A foul, sickly smell tainted the still air. Mingled with the sour odour of the charred and sodden mess inside the dwelling, rose the miasma of corruption. Baltazar made a grimace of disgust. Before any salvage could be done the latter causes of offence must be removed. He summoned the men and gave his directions. They found the old mare’s head and the dog and fragments of the goats, alive with the infinite horror of flies and other abominable life. There was a cesspool handy. Throw them all in and clamp down the cast-iron lid. It did not matter. Nevermore would Spendale Farm be a human habitation. The men conveyed with their shovels the nameless things to the unhallowed resting-place. Baltazar would have liked to give the faithful Brutus, who had obviously rushed out of the house at the heels of Quong Ho and himself, decent burial. But not only had Brutus ceased to be Brutus, but Baltazar knew from experience the toil of digging in that granite-bound earth.

He left the men to their task, which they performed without compunction—had he not offered them the amazing sum of a pound each for their day’s work?—and plunged through the front door into the black chaos which was once his home. The sun streamed down upon unimaginable filth. He was wearing the clothes he had borrowed from Pillivant and at first he stepped warily. But every step landed him deeper in the damp carbonized welter, and at last he slipped and came down sprawling in the midst of it, so that when he rose he found himself fouled and begrimed from head to foot. He picked his way out again and stood on the front steps looking hopelessly in at the piled mass of nothingness.

He had listened to the report of the fire brigade’s captain, and his doubtless correct theory that the desperate marauder had dropped his bombs almost simultaneously, one explosive and the other incendiary. The latter had caught the homestead fair and had caused the instant and terrific conflagration. Yet he had hoped. . . . He tried to hope still. The men would soon return from the cesspool and begin to shovel away the debris from the writing-table by the wall.

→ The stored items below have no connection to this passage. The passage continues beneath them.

use std::env;
use std::fs;

use anyhow::{bail, Context, Result};
use chrono::Utc;
use uuid::Uuid;

use collabdoc::{
    config::AppConfig,
    db::{self, PgPool},
    services::{export, sessions},
};

const USAGE: &str = "Usage: maintenance <command>\n\
    \n\
    Commands:\n  \
    export-markdown <session-id> [output]\n  \
    export-html <session-id> [output]\n  \
    regenerate-invite <session-id>";

#[tokio::main]
async fn main() -> Result<()> {
    dotenv::dotenv().ok();
    tracing_subscriber::fmt().with_target(false).compact().init();

    let mut args = env::args().skip(1);
    match args.next().as_deref() {
        Some(command @ ("export-markdown" | "export-html")) => {
            let session_id = session_arg(args.next())?;
            export_session(command, session_id, args.next())?;
        }
        Some("regenerate-invite") => {
            let session_id = session_arg(args.next())?;
            regenerate_invite(session_id)?;
        }
        Some(cmd) => {
            eprintln!("Unknown command: {cmd}\n{USAGE}");
            std::process::exit(1);
        }
        None => {
            eprintln!("{USAGE}");
            std::process::exit(1);
        }
    }

    Ok(())
}

fn session_arg(raw: Option<String>) -> Result<Uuid> {
    let Some(raw) = raw else {
        eprintln!("{USAGE}");
        std::process::exit(1);
    };
    Uuid::parse_str(&raw).with_context(|| format!("invalid session id: {raw}"))
}

fn connect() -> Result<PgPool> {
    let config = AppConfig::from_env()?;
    tracing::info!(
        component = "maintenance",
        database_url = %config.redacted_database_url(),
        pool_size = config.database_max_pool_size,
        "loaded configuration"
    );
    db::init_pool_with_size(&config.database_url, config.database_max_pool_size)
}

fn export_session(command: &str, session_id: Uuid, output: Option<String>) -> Result<()> {
    let pool = connect()?;
    let mut conn = pool.get().context("failed to get database connection")?;
    let snapshot = export::load_snapshot(&mut conn, session_id)
        .with_context(|| format!("failed to load session {session_id}"))?;

    let (body, extension) = match command {
        "export-markdown" => (export::render_markdown(&snapshot), "md"),
        "export-html" => (
            export::render_html(&snapshot, Utc::now().naive_utc()),
            "html",
        ),
        other => bail!("unsupported export: {other}"),
    };

    let path = output.unwrap_or_else(|| export::export_filename(&snapshot.session.title, extension));
    fs::write(&path, body).with_context(|| format!("failed to write {path}"))?;
    println!(
        "Exported \"{}\" ({} documents) to {path}",
        snapshot.session.title,
        snapshot.documents.len()
    );
    Ok(())
}

fn regenerate_invite(session_id: Uuid) -> Result<()> {
    let pool = connect()?;
    let mut conn = pool.get().context("failed to get database connection")?;
    let session = sessions::find_session(&mut conn, session_id)?;
    let updated = sessions::regenerate_invite_code(&mut conn, &session)?;
    println!("New invite code for \"{}\": {}", updated.title, updated.invite_code);
    Ok(())
}
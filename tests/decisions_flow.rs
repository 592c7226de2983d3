mod common;

use anyhow::Result;
use axum::http::StatusCode;
use collabdoc::notify::NullPublisher;
use collabdoc::services::decisions;
use collabdoc::services::sessions::find_participant;
use collabdoc::services::ServiceError;
use common::{acquire_db_lock, uuid_at, TestApp};
use serde_json::{json, Value};

#[tokio::test]
async fn sprint_review_vote_and_validation() -> Result<()> {
    let _lock = acquire_db_lock().await;
    let app = TestApp::new().await?;

    let (session, alice_id) = app.session_with_participant("Sprint Review", "Alice").await?;
    let session_id = uuid_at(&session, "/id")?;
    let code = session["invite_code"].as_str().unwrap_or_default().to_string();
    let bob = app
        .post_json(
            &format!("/api/sessions/join/{code}"),
            &json!({ "pseudo": "Bob" }),
            None,
        )
        .await?;
    let bob = app.expect_json(bob, StatusCode::OK).await?;
    let bob_id = uuid_at(&bob, "/participant/id")?;

    let document = app
        .post_json(
            &format!("/api/sessions/{session_id}/documents"),
            &json!({ "title": "Front-end" }),
            None,
        )
        .await?;
    let document = app.expect_json(document, StatusCode::CREATED).await?;
    let document_id = uuid_at(&document, "/id")?;

    let too_few = app
        .post_json(
            "/api/decisions",
            &json!({ "session_id": session_id, "title": "Framework", "options": ["React"] }),
            None,
        )
        .await?;
    let error = app.expect_json(too_few, StatusCode::BAD_REQUEST).await?;
    assert_eq!(error["error"], "Au moins 2 options sont requises");

    // Items without a label do not count towards the minimum.
    let unlabeled = app
        .post_json(
            "/api/decisions",
            &json!({ "session_id": session_id, "title": "Framework", "options": ["React", 42] }),
            None,
        )
        .await?;
    let error = app.expect_json(unlabeled, StatusCode::BAD_REQUEST).await?;
    assert_eq!(error["error"], "Au moins 2 options sont requises");

    let created = app
        .post_json(
            "/api/decisions",
            &json!({
                "session_id": session_id,
                "title": "Framework",
                "description": "Choix pour le nouveau front",
                "options": [
                    { "label": "React", "description": "Écosystème large" },
                    { "text": "Vue" },
                    "Svelte",
                ],
                "document_id": document_id,
            }),
            None,
        )
        .await?;
    let decision = app.expect_json(created, StatusCode::CREATED).await?;
    let decision_id = uuid_at(&decision, "/id")?;
    assert_eq!(decision["status"], "ouvert");
    assert_eq!(decision["is_locked"], false);
    assert_eq!(decision["linked_document_id"], document_id.to_string());
    let options: Vec<Value> = decision["options"].as_array().cloned().unwrap_or_default();
    let labels: Vec<&str> = options.iter().filter_map(|o| o["label"].as_str()).collect();
    assert_eq!(labels, vec!["React", "Vue", "Svelte"]);
    let react = uuid_at(&options[0], "/id")?;
    let vue = uuid_at(&options[1], "/id")?;

    let vote_path = format!("/api/decisions/{decision_id}/vote");
    let bad_option = app
        .post_json(
            &vote_path,
            &json!({ "participant_id": alice_id, "option_id": uuid::Uuid::new_v4() }),
            None,
        )
        .await?;
    let error = app.expect_json(bad_option, StatusCode::BAD_REQUEST).await?;
    assert_eq!(error["error"], "Option invalide");

    let (_, mallory_id) = app.session_with_participant("Autre atelier", "Mallory").await?;
    let foreign_vote = app
        .post_json(
            &vote_path,
            &json!({ "participant_id": mallory_id, "option_id": vue }),
            None,
        )
        .await?;
    let error = app.expect_json(foreign_vote, StatusCode::BAD_REQUEST).await?;
    assert_eq!(error["error"], "Le participant n'appartient pas à cette session");

    let voted = app
        .post_json(
            &vote_path,
            &json!({ "participant_id": alice_id, "option_id": vue, "comment": "Plus simple" }),
            None,
        )
        .await?;
    let voted = app.expect_json(voted, StatusCode::OK).await?;
    assert_eq!(voted["vote"]["comment"], "Plus simple");
    assert_eq!(voted["stats"][vue.to_string()], 1);

    // A second vote from the same participant replaces the first one.
    let changed = app
        .post_json(
            &vote_path,
            &json!({ "participant_id": alice_id, "option_id": react }),
            None,
        )
        .await?;
    let changed = app.expect_json(changed, StatusCode::OK).await?;
    assert_eq!(changed["stats"][vue.to_string()], 0);
    assert_eq!(changed["stats"][react.to_string()], 1);

    let bob_vote = app
        .post_json(
            &vote_path,
            &json!({ "participant_id": bob_id, "option_id": react }),
            None,
        )
        .await?;
    app.expect_json(bob_vote, StatusCode::OK).await?;

    let withdrawn = app
        .delete(&format!("/api/decisions/{decision_id}/votes/{bob_id}"), None)
        .await?;
    let withdrawn = app.expect_json(withdrawn, StatusCode::OK).await?;
    assert_eq!(withdrawn["vote_count"], 1);

    let discussing = app
        .patch_json(
            &format!("/api/decisions/{decision_id}/status"),
            &json!({ "status": "en_discussion" }),
            None,
        )
        .await?;
    let discussing = app.expect_json(discussing, StatusCode::OK).await?;
    assert_eq!(discussing["status"], "en_discussion");

    let filtered = app
        .get(
            &format!("/api/decisions/session/{session_id}?status=en_discussion"),
            None,
        )
        .await?;
    let filtered = app.expect_json(filtered, StatusCode::OK).await?;
    assert_eq!(filtered.as_array().map(Vec::len), Some(1));

    let bad_filter = app
        .get(&format!("/api/decisions/session/{session_id}?status=peut-etre"), None)
        .await?;
    app.expect_json(bad_filter, StatusCode::BAD_REQUEST).await?;

    let before_validation = {
        let mut conn = app.state.pool.get()?;
        decisions::find_decision(&mut conn, decision_id)?
    };

    let validated = app
        .post_json(
            &format!("/api/decisions/{decision_id}/validate"),
            &json!({ "selected_option_id": react }),
            None,
        )
        .await?;
    let validated = app.expect_json(validated, StatusCode::OK).await?;
    assert_eq!(validated["status"], "valide");
    assert_eq!(validated["is_locked"], true);
    assert_eq!(validated["selected_option_id"], react.to_string());

    let locked_vote = app
        .post_json(
            &vote_path,
            &json!({ "participant_id": bob_id, "option_id": vue }),
            None,
        )
        .await?;
    app.expect_json(locked_vote, StatusCode::CONFLICT).await?;

    // A copy of the decision read before validation still sees the lock.
    {
        let mut conn = app.state.pool.get()?;
        assert!(!before_validation.is_locked);
        let bob = find_participant(&mut conn, bob_id)?;
        let late = decisions::vote(&mut conn, &NullPublisher, &before_validation, &bob, vue, None);
        assert!(matches!(late, Err(ServiceError::Locked(_))));
        let late_withdrawal =
            decisions::remove_vote(&mut conn, &NullPublisher, &before_validation, alice_id);
        assert!(matches!(late_withdrawal, Err(ServiceError::Locked(_))));
    }

    let locked_status = app
        .patch_json(
            &format!("/api/decisions/{decision_id}/status"),
            &json!({ "status": "ouvert" }),
            None,
        )
        .await?;
    app.expect_json(locked_status, StatusCode::CONFLICT).await?;

    let revalidate = app
        .post_json(
            &format!("/api/decisions/{decision_id}/validate"),
            &json!({ "selected_option_id": vue }),
            None,
        )
        .await?;
    app.expect_json(revalidate, StatusCode::CONFLICT).await?;

    let arbitrations = app
        .get(
            &format!("/api/decisions/session/{session_id}/arbitrations"),
            None,
        )
        .await?;
    let arbitrations = app.expect_json(arbitrations, StatusCode::OK).await?;
    assert_eq!(arbitrations[0]["title"], "Framework");
    assert_eq!(arbitrations[0]["selected_option"]["label"], "React");
    assert_eq!(arbitrations[0]["document"]["title"], "Front-end");
    assert_eq!(arbitrations[0]["vote_count"], 1);

    // Postponing is always allowed and unlocks the decision.
    let postponed = app
        .post_json(
            &format!("/api/decisions/{decision_id}/postpone"),
            &json!({}),
            None,
        )
        .await?;
    let postponed = app.expect_json(postponed, StatusCode::OK).await?;
    assert_eq!(postponed["status"], "reporte");
    assert_eq!(postponed["is_locked"], false);

    let deleted = app
        .delete(&format!("/api/decisions/{decision_id}"), None)
        .await?;
    let deleted = app.expect_json(deleted, StatusCode::OK).await?;
    assert_eq!(deleted["success"], true);

    let missing = app
        .get(&format!("/api/decisions/{decision_id}"), None)
        .await?;
    let error = app.expect_json(missing, StatusCode::NOT_FOUND).await?;
    assert_eq!(error["error"], "Décision non trouvée");

    let events = app.publisher().events();
    for expected in [
        "decision.created",
        "vote.received",
        "decision.status_changed",
        "decision.deleted",
    ] {
        assert!(events.contains(&expected), "missing {expected}");
    }

    app.cleanup().await?;
    Ok(())
}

To get his brain into complete working order had been a matter of time. The shock of the explosion, his wound, his enormous physical and mental effort on the memorable Wednesday, his puzzled amazement, the cataclysmic revelation of the war, his anxiety for Quong Ho, had knocked him out for a couple of days. When he recovered and regained mental grip of things, the only things he could grip at first were the staggering history of the war and the progress of Quong Ho. The two absorbing interests battened down fears that vaguely began to rise from deep recesses of his mind. But strength regained, Quong Ho out of immediate peril of death and the war a thing envisaged, practically understood, accepted, the fears burst their hatches and crowded round him, haunting and tormenting. And now he stared through the doorway of his house, with sinking heart, scarcely daring to hope that those fears should prove unrealized.